Brookings Papers on Economic Activity
- Discipline: Economics
- Language: English
- Edited by: Janice Eberly James H. Stock

Publication details
- History: 1993–present
- Publisher: Brookings Press (USA)
- Frequency: semiannually

Standard abbreviations
- ISO 4: Brook. Pap. Econ. Act.

= Brookings Papers on Economic Activity =

The Brookings Papers on Economic Activity (BPEA) is a journal of macroeconomics published twice a year by the Brookings Institution Press. Each issue of the journal comprises the proceedings of a conference held biannually by the Economic Studies program at the Brookings Institution in Washington D.C. The conference and journal both "emphasize innovative analysis that has an empirical orientation, take real-world institutions seriously, and is relevant to economic policy."

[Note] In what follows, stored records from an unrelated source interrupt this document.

/*!
 * Allocation Tests
 * Page acquisition, splitting and error paths through the public API
 */

use family_mm::{
    BlockInfo, ManagerConfig, MemoryError, MemoryManager, MemoryResult, MmapPageSource,
    PageSource, Size, VmRegion,
};
use pretty_assertions::assert_eq;

const HEADER: usize = 48;

/// Page source that counts traffic and can be told to refuse new pages
#[derive(Default)]
struct CountingSource {
    inner: MmapPageSource,
    acquired: usize,
    released: usize,
    refuse: bool,
}

impl PageSource for CountingSource {
    fn page_size(&self) -> Size {
        self.inner.page_size()
    }

    fn acquire(&mut self, units: usize) -> MemoryResult<VmRegion> {
        if self.refuse {
            return Err(MemoryError::OutOfMemory {
                units,
                reason: "refused".to_string(),
            });
        }
        self.acquired += 1;
        self.inner.acquire(units)
    }

    fn release(&mut self, region: VmRegion) -> MemoryResult<()> {
        self.released += 1;
        self.inner.release(region)
    }
}

fn counting_manager() -> MemoryManager<CountingSource> {
    MemoryManager::with_source(CountingSource::default(), ManagerConfig::default()).unwrap()
}

#[test]
fn test_first_allocation_maps_one_page() {
    let mut mm = counting_manager();
    let emp = mm.register_family("Emp", 128).unwrap();
    let max = mm.max_allocatable();

    let first = mm.allocate("Emp", 1).unwrap();
    assert_eq!(mm.source().acquired, 1);
    assert_eq!(mm.allocation_info(first).unwrap().size, 128);
    assert_eq!(mm.largest_free_block(emp), Some(max - 128 - HEADER));

    let second = mm.allocate("Emp", 1).unwrap();
    assert_eq!(mm.source().acquired, 1, "second allocation must reuse the remainder");
    assert_eq!(second.as_ptr() as usize - first.as_ptr() as usize, 128 + HEADER);
    assert_eq!(mm.owning_page(first), mm.owning_page(second));
    mm.validate().unwrap();
}

#[test]
fn test_multi_unit_allocation() {
    let mut mm = MemoryManager::init().unwrap();
    mm.register_family("Student", 64).unwrap();

    let ptr = mm.allocate("Student", 10).unwrap();
    assert_eq!(mm.allocation_info(ptr).unwrap().size, 640);

    let bytes = unsafe { std::slice::from_raw_parts_mut(ptr.as_ptr(), 640) };
    assert!(bytes.iter().all(|&b| b == 0));
    bytes.fill(0x5A);
    mm.validate().unwrap();
}

#[test]
fn test_families_never_share_pages() {
    let mut mm = counting_manager();
    let emp = mm.register_family("Emp", 128).unwrap();
    let student = mm.register_family("Student", 64).unwrap();

    let a = mm.allocate("Emp", 1).unwrap();
    let b = mm.allocate("Student", 1).unwrap();

    assert_eq!(mm.source().acquired, 2);
    assert_ne!(mm.owning_page(a), mm.owning_page(b));
    assert_eq!(mm.pages(emp).count(), 1);
    assert_eq!(mm.pages(student).count(), 1);
}

#[test]
fn test_new_page_prepended_when_nothing_fits() {
    let mut mm = counting_manager();
    let emp = mm.register_family("Emp", 128).unwrap();
    let per_page = (mm.max_allocatable() / 128) as u32;

    let first = mm.allocate("Emp", per_page - 1).unwrap();
    let second = mm.allocate("Emp", per_page - 1).unwrap();

    assert_eq!(mm.source().acquired, 2);
    let pages: Vec<_> = mm.pages(emp).collect();
    assert_eq!(pages.len(), 2);
    assert_eq!(pages[0], mm.owning_page(second).unwrap());
    assert_eq!(pages[1], mm.owning_page(first).unwrap());
    mm.validate().unwrap();
}

#[test]
fn test_largest_request_fills_page() {
    let mut mm = MemoryManager::init().unwrap();
    let bytes = mm.register_family("Bytes", 1).unwrap();
    let max = mm.max_allocatable();

    let ptr = mm.allocate("Bytes", max as u32).unwrap();
    let page = mm.owning_page(ptr).unwrap();
    assert_eq!(
        mm.blocks(page).collect::<Vec<_>>(),
        vec![BlockInfo {
            offset: 32,
            size: max,
            is_free: false,
        }]
    );
    assert_eq!(mm.largest_free_block(bytes), None);

    assert_eq!(
        mm.allocate("Bytes", max as u32 + 1),
        Err(MemoryError::RequestTooLarge {
            requested: max + 1,
            max,
        })
    );
}

#[test]
fn test_refused_page_leaves_state_untouched() {
    let mut mm = counting_manager();
    let emp = mm.register_family("Emp", 128).unwrap();
    let per_page = (mm.max_allocatable() / 128) as u32;

    let kept = mm.allocate("Emp", per_page).unwrap();
    let before = mm.stats();

    mm.source_mut().refuse = true;
    assert!(matches!(
        mm.allocate("Emp", 1),
        Err(MemoryError::OutOfMemory { .. })
    ));
    assert_eq!(mm.stats(), before);
    assert_eq!(mm.pages(emp).count(), 1);

    mm.release(kept).unwrap();
    mm.validate().unwrap();
}

#[test]
fn test_drop_returns_pages() {
    let mut mm = MemoryManager::init().unwrap();
    mm.register_family("Emp", 128).unwrap();
    for _ in 0..100 {
        mm.allocate("Emp", 3).unwrap();
    }
    assert!(mm.stats().data_pages > 1);
    drop(mm);
}

#[test]
fn test_config_from_json() {
    let config = ManagerConfig::from_json(r#"{"page_units": 4, "max_data_pages": 2}"#).unwrap();
    let mut mm = MemoryManager::with_config(config).unwrap();
    mm.register_family("Bytes", 1).unwrap();

    assert_eq!(mm.data_page_len(), 4 * mm.page_size());
    let max = mm.max_allocatable() as u32;
    mm.allocate("Bytes", max).unwrap();
    mm.allocate("Bytes", max).unwrap();
    assert!(matches!(
        mm.allocate("Bytes", 1),
        Err(MemoryError::OutOfMemory { .. })
    ));
}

The journal is written in a clear and accessible manner in order to maximize understanding of economics and policymaking, and covers a variety of macroeconomic topics from housing, business investments, and fiscal and monetary policy, to international capital flows, environmental issues, and more. The journal briefly released an annual issue dedicated to microeconomic issues, but this was dropped as the focus cemented around macroeconomic policy.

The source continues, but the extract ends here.